IN 1954, renowned Ukrainian surgeon Leon Elias Volodarsky, who was on a UN mission to India, discovered a large painting in a New Delhi art gallery. Spanning nearly 14 ft and heavily inspired by the Indian tradition of miniature paintings, the mural-sized work comprised 13 vignettes in a vibrant, rich colour palette depicting various scenes from a typical Indian village.

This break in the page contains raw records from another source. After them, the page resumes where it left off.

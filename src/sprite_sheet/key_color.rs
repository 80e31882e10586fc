//! # 抠像键色检测模块
//!
//! ## 设计思路
//!
//! 精灵图背景通常是纯品红或纯红。检测只看外圈 2 行/2 列与四个角，
//! 按固定步长均匀取样（不使用随机数），保证同一缓冲必然得到同一结果。
//!
//! ## 实现思路
//!
//! 1. 采样：alpha >= 128 的边缘像素
//! 2. 分类：品红类 / 红色类
//! 3. 多数决：品红数量需超过红色且至少 3 个；否则红色需超过 4 个
//! 4. 返回胜出类别的平均色；没有合格样本时回落为 `(255, 0, 255)`

use serde::{Deserialize, Serialize};

use super::{PixelBuffer, Rgb};

/// 每条边缘线最多取样数量。
const MAX_SAMPLES_PER_LINE: u32 = 64;
const MIN_SAMPLE_ALPHA: u8 = 128;

/// 键色类别。
#[derive(Debug, Clone, Copy, PartialEq, Eq, Hash, Serialize, Deserialize)]
#[serde(rename_all = "lowercase")]
pub enum KeyColorMode {
    Magenta,
    Red,
    Unknown,
}

/// 检测得到的键色样本，单次构建内只读。
#[derive(Debug, Clone, Copy, PartialEq, Eq, Serialize, Deserialize)]
pub struct KeyColorSample {
    pub r: u8,
    pub g: u8,
    pub b: u8,
    pub mode: KeyColorMode,
}

impl KeyColorSample {
    pub const DEFAULT: KeyColorSample = KeyColorSample {
        r: 255,
        g: 0,
        b: 255,
        mode: KeyColorMode::Unknown,
    };

    pub fn rgb(&self) -> Rgb {
        Rgb::new(self.r, self.g, self.b)
    }
}

/// 品红类判定。
#[inline]
pub fn is_magenta_like(r: u8, g: u8, b: u8) -> bool {
    let min_rb = r.min(b) as i32;
    (min_rb - g as i32 > 30 && r > 120 && b > 120) || (r > 200 && b > 200 && g < 80)
}

/// 红色主导判定。
#[inline]
pub fn is_red_dominant(r: u8, g: u8, b: u8) -> bool {
    r as i32 - g.max(b) as i32 > 50
}

#[derive(Default)]
struct ColorAccumulator {
    count: u32,
    r: u64,
    g: u64,
    b: u64,
}

impl ColorAccumulator {
    fn push(&mut self, r: u8, g: u8, b: u8) {
        self.count += 1;
        self.r += r as u64;
        self.g += g as u64;
        self.b += b as u64;
    }

    fn average(&self) -> Rgb {
        let n = self.count.max(1) as u64;
        Rgb::new((self.r / n) as u8, (self.g / n) as u8, (self.b / n) as u8)
    }
}

/// 从边缘像素推断背景键色。
pub fn detect(buffer: &PixelBuffer) -> KeyColorSample {
    let width = buffer.width();
    let height = buffer.height();
    if width == 0 || height == 0 {
        return KeyColorSample::DEFAULT;
    }

    let mut magenta = ColorAccumulator::default();
    let mut red = ColorAccumulator::default();

    let mut classify = |x: u32, y: u32| {
        let Some([r, g, b, a]) = buffer.get(x, y) else {
            return;
        };
        if a < MIN_SAMPLE_ALPHA {
            return;
        }
        if is_magenta_like(r, g, b) {
            magenta.push(r, g, b);
        } else if is_red_dominant(r, g, b) {
            red.push(r, g, b);
        }
    };

    let step_x = (width / MAX_SAMPLES_PER_LINE).max(1);
    let step_y = (height / MAX_SAMPLES_PER_LINE).max(1);

    for y in border_lines(height) {
        let mut x = 0;
        while x < width {
            classify(x, y);
            x += step_x;
        }
    }
    for x in border_lines(width) {
        let mut y = 0;
        while y < height {
            classify(x, y);
            y += step_y;
        }
    }
    for (x, y) in [(0, 0), (width - 1, 0), (0, height - 1), (width - 1, height - 1)] {
        classify(x, y);
    }

    let (acc, mode) = if magenta.count > red.count && magenta.count >= 3 {
        (&magenta, KeyColorMode::Magenta)
    } else if red.count > 4 {
        (&red, KeyColorMode::Red)
    } else {
        log::debug!(
            "🎯 未识别出背景键色（magenta={} red={}），回落默认品红",
            magenta.count,
            red.count
        );
        return KeyColorSample::DEFAULT;
    };

    let color = acc.average();
    log::debug!(
        "🎯 键色检测：{:?} rgb=({}, {}, {}) magenta={} red={}",
        mode,
        color.r,
        color.g,
        color.b,
        magenta.count,
        red.count
    );

    KeyColorSample {
        r: color.r,
        g: color.g,
        b: color.b,
        mode,
    }
}

/// 外圈两条线的坐标（尺寸为 1 时只有一条）。
fn border_lines(extent: u32) -> Vec<u32> {
    let mut lines = vec![0];
    for v in [1, extent.saturating_sub(2), extent.saturating_sub(1)] {
        if v < extent && !lines.contains(&v) {
            lines.push(v);
        }
    }
    lines
}

#[cfg(test)]
mod tests {
    use super::*;

    fn filled(width: u32, height: u32, rgba: [u8; 4]) -> PixelBuffer {
        let mut buf = PixelBuffer::new_transparent(width, height).expect("alloc failed");
        for y in 0..height {
            for x in 0..width {
                buf.set(x, y, rgba);
            }
        }
        buf
    }

    #[test]
    fn detects_magenta_background() {
        let buf = filled(64, 64, [250, 10, 245, 255]);
        let sample = detect(&buf);
        assert_eq!(sample.mode, KeyColorMode::Magenta);
        assert_eq!(sample.rgb(), Rgb::new(250, 10, 245));
    }

    #[test]
    fn detects_red_background() {
        let buf = filled(40, 40, [220, 30, 20, 255]);
        let sample = detect(&buf);
        assert_eq!(sample.mode, KeyColorMode::Red);
        assert_eq!(sample.r, 220);
    }

    #[test]
    fn falls_back_to_default_for_neutral_or_transparent_border() {
        assert_eq!(detect(&filled(32, 32, [40, 200, 40, 255])), KeyColorSample::DEFAULT);
        assert_eq!(detect(&filled(32, 32, [255, 0, 255, 10])), KeyColorSample::DEFAULT);
        assert_eq!(detect(&filled(0, 0, [0; 4])), KeyColorSample::DEFAULT);
    }

    #[test]
    fn detection_is_deterministic() {
        let mut buf = filled(97, 53, [255, 0, 255, 255]);
        buf.set(0, 0, [255, 40, 60, 255]);
        buf.set(96, 52, [10, 10, 10, 255]);
        assert_eq!(detect(&buf), detect(&buf));
    }

    #[test]
    fn tiny_buffers_do_not_panic() {
        let sample = detect(&filled(1, 1, [255, 0, 255, 255]));
        assert_eq!(sample.mode, KeyColorMode::Magenta);
    }
}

The painting, by a then-unknown artist, fetched a benevolent $295 (nearly ₹1,400 then) from Dr Volodarsky, an ardent collector. Within a decade, the painting went on to adorn the walls of the Oslo University Hospital, where it lay in oblivion until its re-emergence early this year in a packed auction room beneath the gilded ceilings of New York’s Rockefeller Center. As the gavel came down and applause erupted, the art world witnessed a defining moment — M.F. Husain’s sprawling, kinetic canvas, Untitled (Gram Yatra), was sold for $13.75 million (₹119 crore, at the then-prevailing exchange rate), setting a record for modern Indian art. The historic sale, executed by Christie’s, cemented the work as the most expensive Indian painting ever auctioned.